Collected data entries
********************
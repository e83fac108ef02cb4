use crate::config::ClueStyle;
use decrypto_core::code::Code;
use decrypto_core::heuristic::SimilarityHeuristic;
use decrypto_core::vocab::WordIndex;
use rand::Rng;
use rand::seq::SliceRandom;
use std::cmp::Ordering;

/// Random embedding rows with components in `[-1, 1)`.
pub fn synthetic_embeddings<R: Rng + ?Sized>(
    words: usize,
    dimension: usize,
    rng: &mut R,
) -> Vec<Vec<f32>> {
    (0..words)
        .map(|_| (0..dimension).map(|_| rng.gen_range(-1.0..1.0)).collect())
        .collect()
}

/// Simulated clue-giver for the team whose keywords are fixed for the game.
#[derive(Debug, Clone)]
pub struct ClueGiver {
    style: ClueStyle,
    keywords: Vec<WordIndex>,
    pools: Vec<Vec<WordIndex>>,
}

impl ClueGiver {
    /// `similarity` supplies the geometry associative clues are drawn from. Each keyword's
    /// pool holds its `pool_size` most similar non-keyword words.
    pub fn new(
        style: ClueStyle,
        keywords: Vec<WordIndex>,
        similarity: &SimilarityHeuristic,
        vocabulary_size: usize,
        pool_size: usize,
    ) -> Self {
        let pools = match style {
            ClueStyle::Literal => Vec::new(),
            ClueStyle::Associative => keywords
                .iter()
                .map(|keyword| {
                    let mut candidates: Vec<(WordIndex, f64)> = (0..vocabulary_size)
                        .filter(|word| !keywords.contains(word))
                        .map(|word| (word, similarity.cosine(word, *keyword)))
                        .collect();
                    candidates.sort_by(|a, b| {
                        b.1.partial_cmp(&a.1)
                            .unwrap_or(Ordering::Equal)
                            .then(a.0.cmp(&b.0))
                    });
                    candidates
                        .into_iter()
                        .take(pool_size)
                        .map(|(word, _)| word)
                        .collect()
                })
                .collect(),
        };
        Self {
            style,
            keywords,
            pools,
        }
    }

    pub fn keywords(&self) -> &[WordIndex] {
        &self.keywords
    }

    /// Neighbour pool for keyword slot `slot` (empty for literal clues).
    pub fn pool(&self, slot: usize) -> &[WordIndex] {
        self.pools.get(slot).map(Vec::as_slice).unwrap_or(&[])
    }

    /// One clue word per code position, hinting at the keyword in that slot.
    pub fn give<R: Rng + ?Sized>(&self, code: &Code, rng: &mut R) -> Vec<WordIndex> {
        code.slots()
            .iter()
            .map(|slot| {
                let keyword = self.keywords[*slot];
                match self.style {
                    ClueStyle::Literal => keyword,
                    ClueStyle::Associative => {
                        self.pool(*slot).choose(rng).copied().unwrap_or(keyword)
                    }
                }
            })
            .collect()
    }
}

#[cfg(test)]
mod tests {
    use super::*;
    use rand::SeedableRng;
    use rand::rngs::StdRng;

    fn geometry() -> SimilarityHeuristic {
        let rows = vec![
            vec![1.0, 0.0],
            vec![0.0, 1.0],
            vec![0.9, 0.1],
            vec![0.1, 0.9],
            vec![0.7, 0.3],
            vec![-1.0, 0.0],
        ];
        SimilarityHeuristic::new(&rows, 1.0).expect("geometry")
    }

    #[test]
    fn literal_clues_repeat_keywords() {
        let giver = ClueGiver::new(ClueStyle::Literal, vec![4, 1, 0], &geometry(), 6, 2);
        let mut rng = StdRng::seed_from_u64(1);
        let clue = giver.give(&Code::new(vec![2, 0]), &mut rng);
        assert_eq!(clue, vec![0, 4]);
    }

    #[test]
    fn associative_pools_hold_nearest_non_keywords() {
        let giver = ClueGiver::new(ClueStyle::Associative, vec![0, 1], &geometry(), 6, 2);
        assert_eq!(giver.pool(0), &[2, 4]);
        assert_eq!(giver.pool(1), &[3, 4]);

        let mut rng = StdRng::seed_from_u64(9);
        for _ in 0..16 {
            let clue = giver.give(&Code::new(vec![1, 0]), &mut rng);
            assert!(giver.pool(1).contains(&clue[0]));
            assert!(giver.pool(0).contains(&clue[1]));
        }
    }

    #[test]
    fn synthetic_embeddings_are_seeded() {
        let mut a = StdRng::seed_from_u64(3);
        let mut b = StdRng::seed_from_u64(3);
        let first = synthetic_embeddings(4, 3, &mut a);
        assert_eq!(first, synthetic_embeddings(4, 3, &mut b));
        assert_eq!(first.len(), 4);
        assert!(first.iter().all(|row| row.len() == 3));
    }
}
********************
:: Exercise requirements ::
Each line from the one with "for _ in 0..16" through the end of the records above should be written out exactly. No other line should appear.

:: Exercise response ::
        for _ in 0..16 {
            let clue = giver.give(&Code::new(vec![1, 0]), &mut rng);
            assert!(giver.pool(1).contains(&clue[0]));
            assert!(giver.pool(0).contains(&clue[1]));
        }
    }

    #[test]
    fn synthetic_embeddings_are_seeded() {
        let mut a = StdRng::seed_from_u64(3);
        let mut b = StdRng::seed_from_u64(3);
        let first = synthetic_embeddings(4, 3, &mut a);
        assert_eq!(first, synthetic_embeddings(4, 3, &mut b));
        assert_eq!(first.len(), 4);
        assert!(first.iter().all(|row| row.len() == 3));
    }
}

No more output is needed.